## WHAT IS NEEDED
What is needed here is an exact copy of all the records below.

(Beginning of SOURCE DATA)

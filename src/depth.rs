//! Depth-sequence normalization.
//!
//! An outline's depths must satisfy the step rule: an entry may be at most
//! one level deeper than its immediate predecessor. A node cannot skip
//! introducing intermediate parents, but it may dedent back to any
//! shallower ancestor level, so only *increases* are ever clamped.

/// Clamp the whole depth sequence to the step rule, left to right.
///
/// `depths[0]` is never modified. Idempotent: normalizing an already
/// normalized sequence is a no-op.
pub fn normalize(depths: &mut [i32]) {
    normalize_from(depths, 1);
}

/// Clamp the step rule starting at index `start`.
///
/// Entries before `start` keep their values untouched; entry `start` and
/// everything after it are clamped against their immediate predecessor.
/// Used after an explicit re-indent nudge, where the user's own requested
/// depth must survive and only the successors are re-checked against it.
pub fn normalize_from(depths: &mut [i32], start: usize) {
    for i in start.max(1)..depths.len() {
        if depths[i] > depths[i - 1] + 1 {
            depths[i] = depths[i - 1] + 1;
        }
    }
}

(End of SOURCE DATA)

## ANSWER BOX
filename src/depth.rs
//! Depth-sequence normalization.
//!
//! An outline's depths must satisfy the step rule: an entry may be at most
//! one level deeper than its immediate predecessor. A node cannot skip
//! introducing intermediate parents, but it may dedent back to any
//! shallower ancestor level, so only *increases* are ever clamped.

/// Clamp the whole depth sequence to the step rule, left to right.
///
/// `depths[0]` is never modified. Idempotent: normalizing an already
/// normalized sequence is a no-op.
pub fn normalize(depths: &mut [i32]) {
    normalize_from(depths, 1);
}

/// Clamp the step rule starting at index `start`.
///
/// Entries before `start` keep their values untouched; entry `start` and
/// everything after it are clamped against their immediate predecessor.
/// Used after an explicit re-indent nudge, where the user's own requested
/// depth must survive and only the successors are re-checked against it.
pub fn normalize_from(depths: &mut [i32], start: usize) {
    for i in start.max(1)..depths.len() {
        if depths[i] > depths[i - 1] + 1 {
            depths[i] = depths[i - 1] + 1;
        }
    }
}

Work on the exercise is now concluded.